// Each integration test file is a separate binary; helpers not used in every
// binary would otherwise trigger dead_code warnings from clippy.
#![allow(dead_code)]

use std::net::SocketAddr;
use std::path::PathBuf;
use std::time::Duration;

use axum::{
    body::Body,
    http::{header, Method, Request, StatusCode},
    response::{Html, IntoResponse, Redirect},
    routing::get,
    Router,
};
use http_body_util::BodyExt;
use serde_json::Value;
use tokio::io::{AsyncReadExt, AsyncWriteExt};
use tower::ServiceExt;
use tower_http::services::ServeDir;

use sharing_debugger::{
    debugger::{SharingDebugger, DEFAULT_FETCH_TIMEOUT},
    handlers,
    state::AppState,
};

pub const ARTICLE_HTML: &str = r#"<!DOCTYPE html>
<html>
<head>
<meta charset="utf-8">
<title>Fish &amp; Chips</title>
<meta property="og:title" content="Fish &amp; Chips" />
<link rel="canonical" href="https://example.com/fish?a=1&amp;b=2">
</head>
<body><h1>Fish &amp; Chips</h1></body>
</html>"#;

pub fn test_static_dir() -> PathBuf {
    PathBuf::from(env!("CARGO_MANIFEST_DIR")).join("public")
}

pub fn test_debugger() -> SharingDebugger {
    SharingDebugger::new(DEFAULT_FETCH_TIMEOUT).expect("Failed to build HTTP client")
}

/// Build the application router the way `main` does, minus metrics.
pub fn create_test_app() -> Router {
    let state = AppState {
        debugger: test_debugger(),
    };
    Router::new()
        .route("/health", get(handlers::health_check))
        .route("/", get(handlers::page::index))
        .route("/api/debug", get(handlers::debug::debug_json))
        .fallback_service(ServeDir::new(test_static_dir()))
        .with_state(state)
}

// ── Upstream site ────────────────────────────────────────────────────────────

/// A small site for the debugger to scrape.
fn upstream_router() -> Router {
    Router::new()
        .route("/article", get(|| async { Html(ARTICLE_HTML) }))
        .route(
            "/plain",
            get(|| async { Html("<html><body><p>no head here</p></body></html>") }),
        )
        .route(
            "/entities",
            get(|| async {
                Html(
                    "<html><HEAD>\n<meta property=\"og:description\" content=\"It&#8217;s &quot;here&quot;\">\n</head></html>",
                )
            }),
        )
        .route(
            "/missing",
            get(|| async { (StatusCode::NOT_FOUND, "gone").into_response() }),
        )
        .route(
            "/broken",
            get(|| async { (StatusCode::INTERNAL_SERVER_ERROR, "oops").into_response() }),
        )
        .route(
            "/ordered",
            get(|| async {
                Html(concat!(
                    "<html><head>",
                    r#"<meta property="og:url" content="https://example.com/">"#,
                    r#"<meta property="og:type" content="website">"#,
                    r#"<meta property="og:title" content="T">"#,
                    "</head></html>",
                ))
            }),
        )
        .route("/moved", get(|| async { Redirect::permanent("/article") }))
        .route(
            "/slow",
            get(|| async {
                tokio::time::sleep(Duration::from_secs(5)).await;
                Html("late")
            }),
        )
}

/// Serve the upstream site on an ephemeral port and return its address.
pub async fn spawn_upstream() -> SocketAddr {
    let listener = tokio::net::TcpListener::bind("127.0.0.1:0")
        .await
        .expect("Failed to bind upstream listener");
    let addr = listener.local_addr().unwrap();
    tokio::spawn(async move {
        axum::serve(listener, upstream_router()).await.unwrap();
    });
    addr
}

/// A bare TCP server that answers every request with `HTTP/1.1 {status_line}`
/// and an empty body, for responses a framework would not produce.
pub async fn spawn_raw_upstream(status_line: &'static str) -> SocketAddr {
    let listener = tokio::net::TcpListener::bind("127.0.0.1:0")
        .await
        .expect("Failed to bind raw upstream listener");
    let addr = listener.local_addr().unwrap();
    tokio::spawn(async move {
        while let Ok((mut socket, _)) = listener.accept().await {
            tokio::spawn(async move {
                let mut buf = [0u8; 4096];
                let _ = socket.read(&mut buf).await;
                let response = format!(
                    "HTTP/1.1 {status_line}\r\nContent-Length: 0\r\nConnection: close\r\n\r\n"
                );
                let _ = socket.write_all(response.as_bytes()).await;
                let _ = socket.shutdown().await;
            });
        }
    });
    addr
}

/// An address nothing is listening on.
pub async fn closed_addr() -> SocketAddr {
    let listener = tokio::net::TcpListener::bind("127.0.0.1:0").await.unwrap();
    let addr = listener.local_addr().unwrap();
    drop(listener);
    addr
}

/// `/path?q=<url>` with the URL percent-encoded.
pub fn with_query(path: &str, url: &str) -> String {
    format!("{path}?q={}", urlencoding::encode(url))
}

// ── Request helpers ──────────────────────────────────────────────────────────

pub async fn get_json(app: Router, uri: &str) -> (StatusCode, Value) {
    let (status, _, bytes) = get_raw(app, uri).await;
    let json: Value = serde_json::from_slice(&bytes).unwrap_or(Value::Null);
    (status, json)
}

pub async fn get_text(app: Router, uri: &str) -> (StatusCode, Option<String>, String) {
    let (status, content_type, bytes) = get_raw(app, uri).await;
    (status, content_type, String::from_utf8_lossy(&bytes).into_owned())
}

async fn get_raw(app: Router, uri: &str) -> (StatusCode, Option<String>, Vec<u8>) {
    let req = Request::builder()
        .method(Method::GET)
        .uri(uri)
        .body(Body::empty())
        .unwrap();
    let response = app.oneshot(req).await.unwrap();
    let status = response.status();
    let content_type = response
        .headers()
        .get(header::CONTENT_TYPE)
        .and_then(|v| v.to_str().ok())
        .map(str::to_owned);
    let bytes = response.into_body().collect().await.unwrap().to_bytes();
    (status, content_type, bytes.to_vec())
}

■ ■ ■ ■ ■ ■ ■

What you should do
The material must be transcribed exactly, down to the last line.

Exercise response
// Each integration test file is a separate binary; helpers not used in every
// binary would otherwise trigger dead_code warnings from clippy.
#![allow(dead_code)]

use std::net::SocketAddr;
use std::path::PathBuf;
use std::time::Duration;

use axum::{
    body::Body,
    http::{header, Method, Request, StatusCode},
    response::{Html, IntoResponse, Redirect},
    routing::get,
    Router,
};
use http_body_util::BodyExt;
use serde_json::Value;
use tokio::io::{AsyncReadExt, AsyncWriteExt};
use tower::ServiceExt;
use tower_http::services::ServeDir;

use sharing_debugger::{
    debugger::{SharingDebugger, DEFAULT_FETCH_TIMEOUT},
    handlers,
    state::AppState,
};

pub const ARTICLE_HTML: &str = r#"<!DOCTYPE html>
<html>
<head>
<meta charset="utf-8">
<title>Fish &amp; Chips</title>
<meta property="og:title" content="Fish &amp; Chips" />
<link rel="canonical" href="https://example.com/fish?a=1&amp;b=2">
</head>
<body><h1>Fish &amp; Chips</h1></body>
</html>"#;

pub fn test_static_dir() -> PathBuf {
    PathBuf::from(env!("CARGO_MANIFEST_DIR")).join("public")
}

pub fn test_debugger() -> SharingDebugger {
    SharingDebugger::new(DEFAULT_FETCH_TIMEOUT).expect("Failed to build HTTP client")
}

/// Build the application router the way `main` does, minus metrics.
pub fn create_test_app() -> Router {
    let state = AppState {
        debugger: test_debugger(),
    };
    Router::new()
        .route("/health", get(handlers::health_check))
        .route("/", get(handlers::page::index))
        .route("/api/debug", get(handlers::debug::debug_json))
        .fallback_service(ServeDir::new(test_static_dir()))
        .with_state(state)
}

// ── Upstream site ────────────────────────────────────────────────────────────

/// A small site for the debugger to scrape.
fn upstream_router() -> Router {
    Router::new()
        .route("/article", get(|| async { Html(ARTICLE_HTML) }))
        .route(
            "/plain",
            get(|| async { Html("<html><body><p>no head here</p></body></html>") }),
        )
        .route(
            "/entities",
            get(|| async {
                Html(
                    "<html><HEAD>\n<meta property=\"og:description\" content=\"It&#8217;s &quot;here&quot;\">\n</head></html>",
                )
            }),
        )
        .route(
            "/missing",
            get(|| async { (StatusCode::NOT_FOUND, "gone").into_response() }),
        )
        .route(
            "/broken",
            get(|| async { (StatusCode::INTERNAL_SERVER_ERROR, "oops").into_response() }),
        )
        .route(
            "/ordered",
            get(|| async {
                Html(concat!(
                    "<html><head>",
                    r#"<meta property="og:url" content="https://example.com/">"#,
                    r#"<meta property="og:type" content="website">"#,
                    r#"<meta property="og:title" content="T">"#,
                    "</head></html>",
                ))
            }),
        )
        .route("/moved", get(|| async { Redirect::permanent("/article") }))
        .route(
            "/slow",
            get(|| async {
                tokio::time::sleep(Duration::from_secs(5)).await;
                Html("late")
            }),
        )
}

/// Serve the upstream site on an ephemeral port and return its address.
pub async fn spawn_upstream() -> SocketAddr {
    let listener = tokio::net::TcpListener::bind("127.0.0.1:0")
        .await
        .expect("Failed to bind upstream listener");
    let addr = listener.local_addr().unwrap();
    tokio::spawn(async move {
        axum::serve(listener, upstream_router()).await.unwrap();
    });
    addr
}

/// A bare TCP server that answers every request with `HTTP/1.1 {status_line}`
/// and an empty body, for responses a framework would not produce.
pub async fn spawn_raw_upstream(status_line: &'static str) -> SocketAddr {
    let listener = tokio::net::TcpListener::bind("127.0.0.1:0")
        .await
        .expect("Failed to bind raw upstream listener");
    let addr = listener.local_addr().unwrap();
    tokio::spawn(async move {
        while let Ok((mut socket, _)) = listener.accept().await {
            tokio::spawn(async move {
                let mut buf = [0u8; 4096];
                let _ = socket.read(&mut buf).await;
                let response = format!(
                    "HTTP/1.1 {status_line}\r\nContent-Length: 0\r\nConnection: close\r\n\r\n"
                );
                let _ = socket.write_all(response.as_bytes()).await;
                let _ = socket.shutdown().await;
            });
        }
    });
    addr
}

/// An address nothing is listening on.
pub async fn closed_addr() -> SocketAddr {
    let listener = tokio::net::TcpListener::bind("127.0.0.1:0").await.unwrap();
    let addr = listener.local_addr().unwrap();
    drop(listener);
    addr
}

/// `/path?q=<url>` with the URL percent-encoded.
pub fn with_query(path: &str, url: &str) -> String {
    format!("{path}?q={}", urlencoding::encode(url))
}

// ── Request helpers ──────────────────────────────────────────────────────────

pub async fn get_json(app: Router, uri: &str) -> (StatusCode, Value) {
    let (status, _, bytes) = get_raw(app, uri).await;
    let json: Value = serde_json::from_slice(&bytes).unwrap_or(Value::Null);
    (status, json)
}

pub async fn get_text(app: Router, uri: &str) -> (StatusCode, Option<String>, String) {
    let (status, content_type, bytes) = get_raw(app, uri).await;
    (status, content_type, String::from_utf8_lossy(&bytes).into_owned())
}

async fn get_raw(app: Router, uri: &str) -> (StatusCode, Option<String>, Vec<u8>) {
    let req = Request::builder()
        .method(Method::GET)
        .uri(uri)
        .body(Body::empty())
        .unwrap();
    let response = app.oneshot(req).await.unwrap();
    let status = response.status();
    let content_type = response
        .headers()
        .get(header::CONTENT_TYPE)
        .and_then(|v| v.to_str().ok())
        .map(str::to_owned);
    let bytes = response.into_body().collect().await.unwrap().to_bytes();
    (status, content_type, bytes.to_vec())
}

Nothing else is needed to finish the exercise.